What do you think about logging a warning instead, hinting that it might
be a partially removed image? The thing I'm a bit worried about is that
existing scripts/tools interacting with our API might get confused by
the -1. And if I use the UI, I don't see it with either approach,
because your next patch hides it. If I use the CLI, I'll see either the
warning or the -1 depending on the approach.

> @@ -207,13 +209,28 @@ sub rbd_ls {
>      my $raw = '';
>      my $parser = sub { $raw .= shift };
>  
> +    my $show_err = 1;
> +    my $missing_images = {};
> +    my $err_parser = sub {
> +	my $line = shift;
> +	if ($line =~ m/$missing_image_err_regex/) {
> +	    $show_err = 0;

While both might be edge cases: What if there was some other error
before this one that we should die on? Or what if another error happens
in such a way that I don't get another stderr log line? Then $show_err
will still be 0 below and the function doesn't die.

It might be slightly better to do:
1. if there was any stderr log line we don't want to ignore, die
2. if there was none, base the decision off whether the final log line
was the "rbd: listing images failed: (2) No such file or directory"

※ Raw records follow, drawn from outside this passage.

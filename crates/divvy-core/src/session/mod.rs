//! Authentication gateway and session status signal.
//!
//! `Auth` is the only writer of the session signal. Every status change it
//! publishes follows a backend-confirmed operation (restore, sign-up,
//! code exchange, refresh); there is no optimistic local mutation, so the
//! signal never disagrees with what the backend would report.

pub mod store;

use std::sync::Arc;

use anyhow::{Context, Result, bail};
use tracing::{info, warn};

use crate::routing;
use crate::signal::Signal;
use crate::supabase::types::Session;
use crate::supabase::{Pkce, SupabaseClient};
use store::SessionStore;

/// Current authentication state.
///
/// `Initializing` and `Refreshing` are transitional: the session's fate is
/// not yet known and consumers must not act on it.
#[derive(Debug, Clone, PartialEq, Eq)]
pub enum SessionStatus {
    /// Cold start: stored session not inspected yet.
    Initializing,
    /// A stored session is being refreshed against the backend.
    Refreshing,
    /// No valid session exists.
    NotAuthenticated,
    /// A backend-confirmed session is active.
    Authenticated(Session),
}

/// Authentication gateway.
///
/// Wraps the backend auth endpoints, persists sessions across runs, and
/// owns the `Signal<SessionStatus>` consumed by the routing core.
pub struct Auth {
    client: Arc<SupabaseClient>,
    store: SessionStore,
    status: Signal<SessionStatus>,
}

impl Auth {
    /// Creates the gateway. The signal starts at `Initializing`; call
    /// [`Auth::restore`] once to resolve it.
    pub fn new(client: Arc<SupabaseClient>, store: SessionStore) -> Self {
        Self {
            client,
            store,
            status: Signal::new(SessionStatus::Initializing),
        }
    }

    /// The session status signal (hot, replay-latest, multi-subscriber).
    pub fn status(&self) -> &Signal<SessionStatus> {
        &self.status
    }

    /// Returns the current access token, if authenticated.
    pub fn access_token(&self) -> Option<String> {
        match self.status.get() {
            SessionStatus::Authenticated(session) => Some(session.access_token),
            _ => None,
        }
    }

    /// Cold-start session restoration.
    ///
    /// Resolves `Initializing` into `Authenticated` or `NotAuthenticated`,
    /// refreshing an expired stored session on the way. Never fails the
    /// caller: anything unrecoverable degrades to `NotAuthenticated`.
    pub async fn restore(&self) {
        let stored = match self.store.load() {
            Ok(stored) => stored,
            Err(err) => {
                warn!("discarding unreadable session file: {err:#}");
                self.status.publish(SessionStatus::NotAuthenticated);
                return;
            }
        };

        let Some(session) = stored.session else {
            self.status.publish(SessionStatus::NotAuthenticated);
            return;
        };

        if !session.is_expired() {
            info!(user = %session.user.id, "restored session from disk");
            self.status.publish(SessionStatus::Authenticated(session));
            return;
        }

        self.status.publish(SessionStatus::Refreshing);
        match self.client.refresh_session(&session.refresh_token).await {
            Ok(fresh) => {
                if let Err(err) = self.persist_session(fresh.clone()) {
                    warn!("failed to persist refreshed session: {err:#}");
                }
                info!(user = %fresh.user.id, "refreshed expired session");
                self.status.publish(SessionStatus::Authenticated(fresh));
            }
            Err(err) => {
                warn!("session refresh failed: {err:#}");
                if let Err(err) = self.drop_session() {
                    warn!("failed to drop stale session: {err:#}");
                }
                self.status.publish(SessionStatus::NotAuthenticated);
            }
        }
    }

    /// Creates an account with email and password.
    ///
    /// Publishes `Authenticated` only if the backend confirms immediately;
    /// otherwise the status is left untouched and the session arrives later
    /// through the confirmation deep link. The PKCE verifier is persisted
    /// before the request so the exchange works across a restart.
    ///
    /// # Errors
    /// Returns a user-displayable message (validation or backend error).
    pub async fn sign_up(&self, email: &str, password: &str) -> Result<()> {
        if email.trim().is_empty() || password.is_empty() {
            bail!("Email and password are required.");
        }

        let pkce = Pkce::generate();
        let mut stored = self.store.load().unwrap_or_default();
        stored.code_verifier = Some(pkce.verifier.clone());
        self.store
            .save(&stored)
            .context("Failed to persist sign-up state")?;

        let redirect = routing::sign_up_redirect_url();
        match self
            .client
            .sign_up(email.trim(), password, &redirect, &pkce)
            .await?
        {
            Some(session) => {
                self.persist_session(session.clone())
                    .context("Failed to persist session")?;
                info!(user = %session.user.id, "signed up with immediate confirmation");
                self.status.publish(SessionStatus::Authenticated(session));
            }
            None => {
                info!("sign-up accepted, awaiting mail confirmation");
            }
        }
        Ok(())
    }

    /// Exchanges a confirmation deep-link code for a session.
    ///
    /// One-shot per code: the backend rejects replays. On success the
    /// signal flips to `Authenticated`; on failure it is left untouched.
    ///
    /// # Errors
    /// Returns a user-displayable message.
    pub async fn exchange_code_for_session(&self, code: &str) -> Result<()> {
        let stored = self.store.load().unwrap_or_default();
        let verifier = stored
            .code_verifier
            .context("No pending sign-up on this device")?;

        let session = self
            .client
            .exchange_code_for_session(code, &verifier)
            .await?;

        self.persist_session(session.clone())
            .context("Failed to persist session")?;
        info!(user = %session.user.id, "confirmation code exchanged");
        self.status.publish(SessionStatus::Authenticated(session));
        Ok(())
    }

    /// Stores a session and retires any pending verifier.
    fn persist_session(&self, session: Session) -> Result<()> {
        self.store.save(&store::StoredAuth {
            session: Some(session),
            code_verifier: None,
        })
    }

    /// Drops the stored session but keeps a pending verifier alive.
    fn drop_session(&self) -> Result<()> {
        let mut stored = self.store.load().unwrap_or_default();
        stored.session = None;
        self.store.save(&stored)
    }
}
//! UI event types.
//!
//! Everything the reducer reacts to arrives as one of these, in arrival
//! order, through a single inbox. Session emissions are durable state
//! snapshots; the deep link and the operation results are one-shot events,
//! consumed by exactly one reducer pass and never redelivered.

use divvy_core::session::SessionStatus;
use divvy_core::supabase::types::Transaction;

/// Events consumed by the reducer.
#[derive(Debug)]
pub enum UiEvent {
    /// Frame pulse (spinner animation).
    Tick,

    /// Raw terminal input.
    Terminal(crossterm::event::Event),

    /// The session signal emitted a new status.
    Session(SessionStatus),

    /// The OS delivered a confirmation deep link.
    DeepLink { code: String },

    /// Sign-up request finished.
    SignUpFinished { result: Result<(), String> },

    /// Confirmation code exchange finished.
    ExchangeFinished { result: Result<(), String> },

    /// Transactions query finished.
    TransactionsLoaded { result: Result<Vec<Transaction>, String> },
}
//! Config command handlers.

use anyhow::Result;
use divvy_core::config::{self, Config};

pub fn path() {
    println!("{}", config::paths::config_path().display());
}

pub fn show(config: &Config) -> Result<()> {
    print!("{}", config.to_toml()?);
    Ok(())
}
//! Application state composition.
//!
//! All UI state lives here; the reducer in `update` is the only place it
//! mutates. Screen states are replaced wholesale when their route is left,
//! which is also what discards entered credentials.

use divvy_core::routing::Router;
use divvy_core::supabase::types::Transaction;
use tokio_util::sync::CancellationToken;

/// Combined application state for the TUI.
pub struct AppState {
    /// Navigation state machine (route derived from the session signal).
    pub router: Router,
    pub sign_up: SignUpState,
    pub confirmation: ConfirmationState,
    pub expenses: ExpensesState,
    /// Cancellation tokens for in-flight per-screen operations.
    pub tasks: Tasks,
    /// Group the expense list queries; `None` queries all visible groups.
    pub default_group: Option<String>,
    pub spinner_frame: usize,
    pub should_quit: bool,
}

impl AppState {
    pub fn new(default_group: Option<String>) -> Self {
        Self {
            router: Router::new(),
            sign_up: SignUpState::default(),
            confirmation: ConfirmationState::default(),
            expenses: ExpensesState::default(),
            tasks: Tasks::default(),
            default_group,
            spinner_frame: 0,
            should_quit: false,
        }
    }
}

/// Which sign-up input currently has focus.
#[derive(Debug, Clone, Copy, PartialEq, Eq, Default)]
pub enum SignUpField {
    #[default]
    Email,
    Password,
}

/// Sign-up screen state.
///
/// The credentials live only here and die with the screen.
#[derive(Debug, Default)]
pub struct SignUpState {
    pub email: String,
    pub password: String,
    pub focus: SignUpField,
    pub is_loading: bool,
    pub error: Option<String>,
    /// Post-submit hint ("check your mail").
    pub notice: Option<String>,
}

impl SignUpState {
    pub fn focused_field_mut(&mut self) -> &mut String {
        match self.focus {
            SignUpField::Email => &mut self.email,
            SignUpField::Password => &mut self.password,
        }
    }

    pub fn toggle_focus(&mut self) {
        self.focus = match self.focus {
            SignUpField::Email => SignUpField::Password,
            SignUpField::Password => SignUpField::Email,
        };
    }
}

/// Confirmation screen state.
#[derive(Debug, Default)]
pub struct ConfirmationState {
    /// Guards the one-shot exchange: set when the request is fired so a
    /// redelivered route snapshot cannot fire it again.
    pub exchange_started: bool,
    pub error: Option<String>,
}

/// Expense list screen state.
#[derive(Debug, Default)]
pub struct ExpensesState {
    pub is_loading: bool,
    pub rows: Vec<Transaction>,
    /// Query failure, rendered distinctly from an empty list.
    pub error: Option<String>,
}

/// Kinds of cancellable background work, one slot each.
#[derive(Debug, Clone, Copy, PartialEq, Eq)]
pub enum TaskKind {
    SignUp,
    CodeExchange,
    TransactionsLoad,
}

/// Cancellation-token registry for in-flight operations.
///
/// One slot per kind: a screen never runs two instances of its operation
/// concurrently.
#[derive(Debug, Default)]
pub struct Tasks {
    sign_up: Option<CancellationToken>,
    code_exchange: Option<CancellationToken>,
    transactions_load: Option<CancellationToken>,
}

impl Tasks {
    fn slot(&mut self, kind: TaskKind) -> &mut Option<CancellationToken> {
        match kind {
            TaskKind::SignUp => &mut self.sign_up,
            TaskKind::CodeExchange => &mut self.code_exchange,
            TaskKind::TransactionsLoad => &mut self.transactions_load,
        }
    }

    /// Registers a new token for `kind`, returning the clone to hand to
    /// the spawned task.
    pub fn start(&mut self, kind: TaskKind) -> CancellationToken {
        let token = CancellationToken::new();
        *self.slot(kind) = Some(token.clone());
        token
    }

    /// Removes and returns the token for `kind` (for cancellation).
    pub fn take(&mut self, kind: TaskKind) -> Option<CancellationToken> {
        self.slot(kind).take()
    }

    /// Drops the token when the task reported its result.
    pub fn finish(&mut self, kind: TaskKind) {
        *self.slot(kind) = None;
    }

    pub fn is_running(&self, kind: TaskKind) -> bool {
        match kind {
            TaskKind::SignUp => self.sign_up.is_some(),
            TaskKind::CodeExchange => self.code_exchange.is_some(),
            TaskKind::TransactionsLoad => self.transactions_load.is_some(),
        }
    }
}
fn handle_confirmation_key(app: &mut AppState, key: KeyEvent) -> Vec<UiEffect> {
    match key.code {
        // Abandon the confirmation (typically after a failed exchange).
        // Explicit navigation: the router retires the pending code so the
        // spent code cannot re-trigger.
        KeyCode::Esc => {
            let previous = app.router.current().clone();
            match app.router.navigate(RouteState::SignUp) {
                Some(next) => transition(app, &previous, &next),
                None => vec![],
            }
        }
        _ => vec![],
    }
}

fn handle_expenses_key(app: &mut AppState, key: KeyEvent) -> Vec<UiEffect> {
    match key.code {
        KeyCode::Char('q') | KeyCode::Esc => {
            app.should_quit = true;
            vec![]
        }
        KeyCode::Char('r') => {
            if app.expenses.is_loading {
                return vec![];
            }
            app.expenses.is_loading = true;
            app.expenses.error = None;
            let token = app.tasks.start(TaskKind::TransactionsLoad);
            vec![UiEffect::SpawnTransactionsLoad {
                group_id: app.default_group.clone(),
                token,
            }]
        }
        _ => vec![],
    }
}

#[cfg(test)]
mod tests {
    use divvy_core::session::SessionStatus;
    use divvy_core::supabase::types::{Session, Transaction, User};

    use super::*;
    use crate::state::SignUpField;

    fn session() -> Session {
        Session {
            access_token: "access".to_string(),
            refresh_token: "refresh".to_string(),
            expires_at: u64::MAX,
            user: User {
                id: "u1".to_string(),
                email: None,
            },
        }
    }

    fn key(code: KeyCode) -> UiEvent {
        UiEvent::Terminal(Event::Key(KeyEvent::new(code, KeyModifiers::NONE)))
    }

    fn type_text(app: &mut AppState, text: &str) {
        for c in text.chars() {
            update(app, key(KeyCode::Char(c)));
        }
    }

    #[test]
    fn test_cold_start_authenticated_loads_expenses() {
        let mut app = AppState::new(Some("trip-2026".to_string()));

        let effects = update(&mut app, UiEvent::Session(SessionStatus::Authenticated(session())));

        assert_eq!(app.router.current(), &RouteState::ExpenseList);
        assert!(app.expenses.is_loading);
        assert!(matches!(
            effects.as_slice(),
            [UiEffect::SpawnTransactionsLoad { group_id: Some(g), .. }] if g == "trip-2026"
        ));
    }

    #[test]
    fn test_duplicate_session_emission_is_inert() {
        let mut app = AppState::new(None);
        update(&mut app, UiEvent::Session(SessionStatus::Authenticated(session())));

        let effects = update(&mut app, UiEvent::Session(SessionStatus::Authenticated(session())));
        assert!(effects.is_empty());
    }

    #[test]
    fn test_transitional_status_produces_no_navigation() {
        let mut app = AppState::new(None);
        let effects = update(&mut app, UiEvent::Session(SessionStatus::Initializing));
        assert!(effects.is_empty());
        assert_eq!(app.router.current(), &RouteState::Undetermined);
    }

    #[test]
    fn test_sign_up_failure_keeps_inputs_editable() {
        let mut app = AppState::new(None);
        update(&mut app, UiEvent::Session(SessionStatus::NotAuthenticated));

        type_text(&mut app, "a@b.com");
        update(&mut app, key(KeyCode::Tab));
        type_text(&mut app, "pw");
        let effects = update(&mut app, key(KeyCode::Enter));

        assert!(app.sign_up.is_loading);
        assert!(matches!(
            effects.as_slice(),
            [UiEffect::SpawnSignUp { email, password, .. }] if email == "a@b.com" && password == "pw"
        ));

        update(
            &mut app,
            UiEvent::SignUpFinished {
                result: Err("email taken".to_string()),
            },
        );

        assert!(!app.sign_up.is_loading);
        assert_eq!(app.sign_up.error.as_deref(), Some("email taken"));
        assert_eq!(app.sign_up.email, "a@b.com");
        assert_eq!(app.sign_up.password, "pw");
    }

    #[test]
    fn test_submit_requires_both_fields() {
        let mut app = AppState::new(None);
        update(&mut app, UiEvent::Session(SessionStatus::NotAuthenticated));

        let effects = update(&mut app, key(KeyCode::Enter));
        assert!(effects.is_empty());
        assert!(!app.sign_up.is_loading);
        assert_eq!(
            app.sign_up.error.as_deref(),
            Some("Email and password are required.")
        );
    }

    #[test]
    fn test_submit_is_one_shot_while_in_flight() {
        let mut app = AppState::new(None);
        update(&mut app, UiEvent::Session(SessionStatus::NotAuthenticated));
        type_text(&mut app, "a@b.com");
        update(&mut app, key(KeyCode::Tab));
        type_text(&mut app, "pw");

        let first = update(&mut app, key(KeyCode::Enter));
        let second = update(&mut app, key(KeyCode::Enter));
        assert_eq!(first.len(), 1);
        assert!(second.is_empty());
    }

    #[test]
    fn test_deep_link_fires_exchange_exactly_once() {
        let mut app = AppState::new(None);
        update(&mut app, UiEvent::Session(SessionStatus::NotAuthenticated));

        let effects = update(
            &mut app,
            UiEvent::DeepLink {
                code: "abc123".to_string(),
            },
        );
        assert!(matches!(
            effects.as_slice(),
            [UiEffect::SpawnCodeExchange { code, .. }] if code == "abc123"
        ));
        assert!(app.confirmation.exchange_started);

        // The same code delivered again is the same route: no new exchange.
        let again = update(
            &mut app,
            UiEvent::DeepLink {
                code: "abc123".to_string(),
            },
        );
        assert!(again.is_empty());
    }

    #[test]
    fn test_deep_link_ignored_when_authenticated() {
        let mut app = AppState::new(None);
        update(&mut app, UiEvent::Session(SessionStatus::Authenticated(session())));

        let effects = update(
            &mut app,
            UiEvent::DeepLink {
                code: "abc123".to_string(),
            },
        );
        assert!(effects.is_empty());
        assert_eq!(app.router.current(), &RouteState::ExpenseList);
    }

    #[test]
    fn test_confirmation_success_path_reaches_expenses() {
        let mut app = AppState::new(None);
        update(&mut app, UiEvent::Session(SessionStatus::NotAuthenticated));
        update(
            &mut app,
            UiEvent::DeepLink {
                code: "abc123".to_string(),
            },
        );

        update(&mut app, UiEvent::ExchangeFinished { result: Ok(()) });
        assert!(app.confirmation.error.is_none());

        let effects = update(&mut app, UiEvent::Session(SessionStatus::Authenticated(session())));
        assert_eq!(app.router.current(), &RouteState::ExpenseList);
        assert!(matches!(
            effects.as_slice(),
            [UiEffect::SpawnTransactionsLoad { .. }]
        ));
    }

    #[test]
    fn test_exchange_failure_is_recoverable() {
        let mut app = AppState::new(None);
        update(&mut app, UiEvent::Session(SessionStatus::NotAuthenticated));
        update(
            &mut app,
            UiEvent::DeepLink {
                code: "abc123".to_string(),
            },
        );

        update(
            &mut app,
            UiEvent::ExchangeFinished {
                result: Err("code expired".to_string()),
            },
        );
        assert_eq!(app.confirmation.error.as_deref(), Some("code expired"));

        // Esc abandons the confirmation and lands back on sign-up.
        let effects = update(&mut app, key(KeyCode::Esc));
        assert_eq!(app.router.current(), &RouteState::SignUp);
        assert!(effects.is_empty());
        assert!(!app.confirmation.exchange_started);
    }

    #[test]
    fn test_leaving_expenses_cancels_inflight_load() {
        let mut app = AppState::new(None);
        update(&mut app, UiEvent::Session(SessionStatus::Authenticated(session())));
        assert!(app.tasks.is_running(TaskKind::TransactionsLoad));

        // Session drops (e.g. revoked server-side) while the load runs.
        let effects = update(&mut app, UiEvent::Session(SessionStatus::NotAuthenticated));
        assert_eq!(app.router.current(), &RouteState::SignUp);
        assert!(matches!(
            effects.as_slice(),
            [UiEffect::CancelTask {
                kind: TaskKind::TransactionsLoad,
                token: Some(_),
            }]
        ));
        assert!(!app.tasks.is_running(TaskKind::TransactionsLoad));
    }

    #[test]
    fn test_query_error_is_distinct_from_empty() {
        let mut app = AppState::new(None);
        update(&mut app, UiEvent::Session(SessionStatus::Authenticated(session())));

        update(
            &mut app,
            UiEvent::TransactionsLoaded {
                result: Err("permission denied".to_string()),
            },
        );
        assert!(!app.expenses.is_loading);
        assert!(app.expenses.rows.is_empty());
        assert_eq!(app.expenses.error.as_deref(), Some("permission denied"));

        // A successful reload clears the error.
        update(&mut app, key(KeyCode::Char('r')));
        update(
            &mut app,
            UiEvent::TransactionsLoaded {
                result: Ok(vec![sample_transaction()]),
            },
        );
        assert!(app.expenses.error.is_none());
        assert_eq!(app.expenses.rows.len(), 1);
    }

    #[test]
    fn test_reload_key_is_inert_while_loading() {
        let mut app = AppState::new(None);
        update(&mut app, UiEvent::Session(SessionStatus::Authenticated(session())));
        assert!(app.expenses.is_loading);

        let effects = update(&mut app, key(KeyCode::Char('r')));
        assert!(effects.is_empty());
    }

    #[test]
    fn test_credentials_are_discarded_with_the_screen() {
        let mut app = AppState::new(None);
        update(&mut app, UiEvent::Session(SessionStatus::NotAuthenticated));
        type_text(&mut app, "a@b.com");
        update(&mut app, key(KeyCode::Tab));
        type_text(&mut app, "secret");

        // Instant sign-in path: authenticated directly from sign-up.
        update(&mut app, UiEvent::Session(SessionStatus::Authenticated(session())));
        assert_eq!(app.router.current(), &RouteState::ExpenseList);
        assert!(app.sign_up.email.is_empty());
        assert!(app.sign_up.password.is_empty());
        assert_eq!(app.sign_up.focus, SignUpField::Email);
    }

    #[test]
    fn test_ctrl_c_quits_everywhere() {
        let mut app = AppState::new(None);
        update(
            &mut app,
            UiEvent::Terminal(Event::Key(KeyEvent::new(
                KeyCode::Char('c'),
                KeyModifiers::CONTROL,
            ))),
        );
        assert!(app.should_quit);
    }

    fn sample_transaction() -> Transaction {
        serde_json::from_str(
            r#"{
                "id": "tx-1",
                "group_id": "g1",
                "user_id": "u1",
                "amount": 12.0,
                "memo": "coffee",
                "date": "2026-08-01",
                "created_at": "2026-08-01T10:00:00+00:00"
            }"#,
        )
        .unwrap()
    }
}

> +	    $missing_images->{$1} = 1;
> +	} elsif ($line ne "rbd: listing images failed: (2) No such file or directory") {
> +	    # this generic error is shown after the image specific "No such file..." one,
> +	    # ignore it but not other errors
> +	    $show_err = 1;
> +	    die $line;
> +	}
> +    };
> +
>      my $cmd = $rbd_cmd->($scfg, $storeid, 'ls', '-l', '--format', 'json');
>      eval {
> -	run_rbd_command($cmd, errmsg => "rbd error", errfunc => sub {}, outfunc => $parser);
> +	run_rbd_command($cmd, errmsg => "rbd error", errfunc => $err_parser, outfunc => $parser);
>      };
>      my $err = $@;
>  
> -    die $err if $err && $err !~ m/doesn't contain rbd images/ ;
> +    die $err if $err && $show_err && $err !~ m/doesn't contain rbd images/ ;
>  
The "doesn't contain rbd images" bit could also be added to the
err_parser() :)

>      my $result;
>      if ($raw eq '') {
> @@ -224,6 +241,13 @@ sub rbd_ls {
>  	die "got unexpected data from rbd ls: '$raw'\n";
>      }
>  
> +    for my $image (keys %$missing_images) {
> +	push @$result, {
> +	    image => $image,
> +	    size => -1,
> +	};
> +    }
> +
>      my $list = {};
>  
>      foreach my $el (@$result) {
> @@ -251,7 +275,20 @@ sub rbd_ls_snap {
>      my $cmd = $rbd_cmd->($scfg, $storeid, 'snap', 'ls', $name, '--format', 'json');
>  
>      my $raw = '';
> -    run_rbd_command($cmd, errmsg => "rbd error", errfunc => sub {}, outfunc => sub { $raw .= shift; });
> +    my $show_err = 0;

Similar to the above, but this can happen more easily I think: What if
there is no stderr log line, but the command fails?

Slightly better:
1. if we got no log lines at all, but command failed, die
2. if there was any stderr log line we don't want to ignore, also die
3. If we only got log lines we want to ignore, don't die

> +    my $err_parser = sub {
> +	my $line = shift;
> +	if ($line !~ m/$missing_image_err_regex/) {
> +	    $show_err = 1;
> +	    die $line;
> +	}
> +    };
> +    eval {
> +	run_rbd_command($cmd, errmsg => "rbd error", errfunc => $err_parser, outfunc => sub { $raw .= shift; });
> +    };
> +    my $err = $@;
> +    die $err if $err && $show_err;
> +    return {} if $err && !$show_err; # could not open image, probably missing
>  
>      my $list;
>      if ($raw =~ m/^(\[.*\])$/s) { # untaint
> @@ -633,10 +670,13 @@ sub free_image {
>  
>      $class->deactivate_volume($storeid, $scfg, $volname);
>  
> -    my $cmd = $rbd_cmd->($scfg, $storeid, 'snap', 'purge',  $name);
> -    run_rbd_command($cmd, errmsg => "rbd snap purge '$name' error");
>  
> -    $cmd = $rbd_cmd->($scfg, $storeid, 'rm', $name);
> +    if (keys %{$snaps}) {
> +	my $cmd = $rbd_cmd->($scfg, $storeid, 'snap', 'purge',  $name);
> +	run_rbd_command($cmd, errmsg => "rbd snap purge '$name' error");
> +    }
> +
> +    my $cmd = $rbd_cmd->($scfg, $storeid, 'rm', $name);
>      run_rbd_command($cmd, errmsg => "rbd rm '$name' error");
>  
>      return undef;

Does the 'snap purge' command on such a partially removed image also
fail? If that was the motivation for this change, please mention it in
the commit message. Otherwise, it can be it's own patch ;)